◆ RECORDS FOR THIS TASK ◆
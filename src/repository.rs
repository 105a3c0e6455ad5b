// Record repository: pure operations over a loaded collection, plus a
// storage-backed wrapper that runs each mutation as one load-modify-save.

use crate::book::{Book, Field, FieldValue};
use crate::coerce::{self, Edit};
use crate::storage::{Storage, StorageError};

/// One past the largest id in use, or 1 for an empty collection.
pub fn next_id(books: &[Book]) -> u64 {
    books.iter().map(|b| b.id).max().unwrap_or(0) + 1
}

pub fn find_by_id(books: &[Book], id: u64) -> Option<&Book> {
    books.iter().find(|b| b.id == id)
}

/// Drops every book with `id`. Returns false, leaving `books` untouched,
/// when there was none.
pub fn remove(books: &mut Vec<Book>, id: u64) -> bool {
    let before = books.len();
    books.retain(|b| b.id != id);
    books.len() != before
}

/// Appends a book built from raw creation input and returns a copy of it.
/// Fields without an entry in `values` are absent.
pub fn add(books: &mut Vec<Book>, values: &[(Field, String)]) -> Book {
    let mut book = Book::empty(next_id(books));
    for (field, raw) in values {
        book.set(*field, coerce::for_new(*field, raw));
    }
    books.push(book.clone());
    book
}

/// Applies raw update input to the book with `id`.
///
/// Each entry is run through [`coerce::decide`] against the field's
/// current value; fields without an entry are left alone. The id itself
/// is never touched. Returns `None` when no book has `id`.
pub fn update(books: &mut [Book], id: u64, edits: &[(Field, String)]) -> Option<Book> {
    let book = books.iter_mut().find(|b| b.id == id)?;
    for (field, raw) in edits {
        if let Edit::Set(value) = coerce::decide(book.get(*field), raw) {
            book.set(*field, value);
        }
    }
    Some(book.clone())
}

/// Repository over a [`Storage`] backend. Every mutating call loads the
/// whole collection, changes it in memory and saves it back, and skips
/// the save when nothing changed.
pub struct BookRepository<S> {
    storage: S,
}

impl<S: Storage> BookRepository<S> {
    pub fn new(storage: S) -> Self {
        BookRepository { storage }
    }

    pub fn storage(&self) -> &S {
        &self.storage
    }

    pub fn list(&self) -> Result<Vec<Book>, StorageError> {
        self.storage.load()
    }

    pub fn get(&self, id: u64) -> Result<Option<Book>, StorageError> {
        let books = self.storage.load()?;
        Ok(find_by_id(&books, id).cloned())
    }

    pub fn add(&self, values: &[(Field, String)]) -> Result<Book, StorageError> {
        let mut books = self.storage.load()?;
        let book = add(&mut books, values);
        self.storage.save(&books)?;
        tracing::info!(id = book.id, "book added");
        Ok(book)
    }

    pub fn remove(&self, id: u64) -> Result<bool, StorageError> {
        let mut books = self.storage.load()?;
        if !remove(&mut books, id) {
            return Ok(false);
        }
        self.storage.save(&books)?;
        tracing::info!(id, "book removed");
        Ok(true)
    }

    pub fn update(&self, id: u64, edits: &[(Field, String)]) -> Result<Option<Book>, StorageError> {
        self.update_with(id, |field, _| Ok(edit_for(edits, field)))
    }

    /// Update driven by a callback. `input` is called once per field, in
    /// [`Field::ALL`] order, with the field's current value and returns the
    /// raw text to apply. The collection is loaded once and saved once.
    ///
    /// Errors from `input` abort the update without saving.
    pub fn update_with<F, E>(&self, id: u64, mut input: F) -> Result<Option<Book>, E>
    where
        F: FnMut(Field, Option<&FieldValue>) -> Result<String, E>,
        E: From<StorageError>,
    {
        let mut books = self.storage.load()?;
        let Some(existing) = find_by_id(&books, id) else {
            return Ok(None);
        };

        let mut edits = Vec::with_capacity(Field::ALL.len());
        for field in Field::ALL {
            edits.push((field, input(field, existing.get(field))?));
        }

        let updated = update(&mut books, id, &edits);
        self.storage.save(&books)?;
        tracing::info!(id, "book updated");
        Ok(updated)
    }
}

fn edit_for(edits: &[(Field, String)], field: Field) -> String {
    edits
        .iter()
        .find(|(f, _)| *f == field)
        .map(|(_, raw)| raw.clone())
        .unwrap_or_default()
}

#[cfg(test)]
mod tests {
    use super::*;
    use crate::storage::MemoryStorage;
    use pretty_assertions::assert_eq;

    fn text(s: &str) -> Option<FieldValue> {
        Some(FieldValue::text(s))
    }

    fn orwell() -> Vec<(Field, String)> {
        vec![
            (Field::Author, "Orwell".to_string()),
            (Field::Title, "1984".to_string()),
        ]
    }

    #[test]
    fn test_next_id_is_one_past_max() {
        assert_eq!(next_id(&[]), 1);
        let books = vec![Book::empty(4), Book::empty(9), Book::empty(2)];
        assert_eq!(next_id(&books), 10);
        assert!(books.iter().all(|b| next_id(&books) > b.id));
    }

    #[test]
    fn test_find_by_id_returns_first_match() {
        let mut dup = Book::empty(2);
        dup.title = text("second");
        let books = vec![Book::empty(1), Book::empty(2), dup];
        assert_eq!(find_by_id(&books, 2), Some(&Book::empty(2)));
        assert_eq!(find_by_id(&books, 3), None);
    }

    #[test]
    fn test_remove_missing_id_is_idempotent() {
        let mut books = vec![Book::empty(1), Book::empty(2)];
        let before = books.clone();
        assert!(!remove(&mut books, 7));
        assert!(!remove(&mut books, 7));
        assert_eq!(books, before);
    }

    #[test]
    fn test_remove_existing_id() {
        let mut books = vec![Book::empty(1), Book::empty(2)];
        assert!(remove(&mut books, 1));
        assert_eq!(books, vec![Book::empty(2)]);
    }

    #[test]
    fn test_add_then_find_returns_same_record() {
        let mut books = vec![Book::empty(3)];
        let added = add(&mut books, &orwell());
        assert_eq!(added.id, 4);
        assert_eq!(find_by_id(&books, added.id), Some(&added));
        assert_eq!(added.author, text("Orwell"));
        assert_eq!(added.title, text("1984"));
        assert_eq!(added.series, None);
    }

    #[test]
    fn test_update_only_touches_fields_that_should_update() {
        let mut books = Vec::new();
        let mut original = add(&mut books, &orwell());
        original.number_in_series = Some(FieldValue::Int(1));
        books[0] = original.clone();

        let edits = vec![
            (Field::Author, "".to_string()),
            (Field::Title, "Animal Farm".to_string()),
            (Field::NumberInSeries, "null".to_string()),
            (Field::Language, " ".to_string()),
        ];
        let updated = update(&mut books, original.id, &edits).unwrap();

        assert_eq!(updated.id, original.id);
        assert_eq!(updated.author, text("Orwell"));
        assert_eq!(updated.title, text("Animal Farm"));
        assert_eq!(updated.number_in_series, None);
        assert_eq!(updated.language, None);
        assert_eq!(books[0], updated);
    }

    #[test]
    fn test_update_missing_id_is_none() {
        let mut books = vec![Book::empty(1)];
        assert_eq!(update(&mut books, 2, &orwell()), None);
        assert_eq!(books, vec![Book::empty(1)]);
    }

    #[test]
    fn test_repository_round_trip_through_storage() {
        let repo = BookRepository::new(MemoryStorage::new());
        let added = repo.add(&orwell()).unwrap();
        assert_eq!(repo.get(added.id).unwrap(), Some(added.clone()));

        let edits = vec![(Field::Title, "Animal Farm".to_string())];
        let updated = repo.update(added.id, &edits).unwrap().unwrap();
        assert_eq!(updated.title, text("Animal Farm"));
        assert_eq!(updated.author, text("Orwell"));

        assert!(repo.remove(added.id).unwrap());
        assert!(repo.list().unwrap().is_empty());
        assert_eq!(next_id(&repo.list().unwrap()), 1);
    }

    #[test]
    fn test_repository_skips_save_when_nothing_found() {
        let repo = BookRepository::new(MemoryStorage::with_books(vec![Book::empty(1)]));
        assert!(!repo.remove(5).unwrap());
        assert_eq!(repo.update(5, &orwell()).unwrap(), None);
        assert_eq!(repo.storage().save_count(), 0);
    }

    #[test]
    fn test_update_with_sees_current_values_in_field_order() {
        let repo = BookRepository::new(MemoryStorage::new());
        let added = repo.add(&orwell()).unwrap();

        let mut seen = Vec::new();
        let updated = repo
            .update_with(added.id, |field, current| {
                seen.push((field, current.cloned()));
                Ok::<_, StorageError>(String::new())
            })
            .unwrap()
            .unwrap();

        assert_eq!(updated, added);
        assert_eq!(seen.len(), Field::ALL.len());
        assert_eq!(seen[0], (Field::Author, text("Orwell")));
        assert_eq!(seen[1], (Field::Title, text("1984")));
        assert_eq!(seen[8], (Field::Year, None));
    }

    #[test]
    fn test_update_with_error_aborts_without_saving() {
        let repo = BookRepository::new(MemoryStorage::new());
        let added = repo.add(&orwell()).unwrap();
        let saves = repo.storage().save_count();

        let result = repo.update_with(added.id, |field, _| {
            if field == Field::Series {
                Err(anyhow::anyhow!("input closed"))
            } else {
                Ok("changed".to_string())
            }
        });

        assert!(result.is_err());
        assert_eq!(repo.storage().save_count(), saves);
        assert_eq!(repo.get(added.id).unwrap(), Some(added));
    }
}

◆ WHAT NEEDS TO BE DONE ◆
Would you copy, word for word, only the lines from the start of the listing to the one that contains "copy of it.", both included?

◆ OUTPUT ◆
filename src/repository.rs
repository 105a3c0e6455ad5b
// Record repository: pure operations over a loaded collection, plus a
// storage-backed wrapper that runs each mutation as one load-modify-save.

use crate::book::{Book, Field, FieldValue};
use crate::coerce::{self, Edit};
use crate::storage::{Storage, StorageError};

/// One past the largest id in use, or 1 for an empty collection.
pub fn next_id(books: &[Book]) -> u64 {
    books.iter().map(|b| b.id).max().unwrap_or(0) + 1
}

pub fn find_by_id(books: &[Book], id: u64) -> Option<&Book> {
    books.iter().find(|b| b.id == id)
}

/// Drops every book with `id`. Returns false, leaving `books` untouched,
/// when there was none.
pub fn remove(books: &mut Vec<Book>, id: u64) -> bool {
    let before = books.len();
    books.retain(|b| b.id != id);
    books.len() != before
}

/// Appends a book built from raw creation input and returns a copy of it.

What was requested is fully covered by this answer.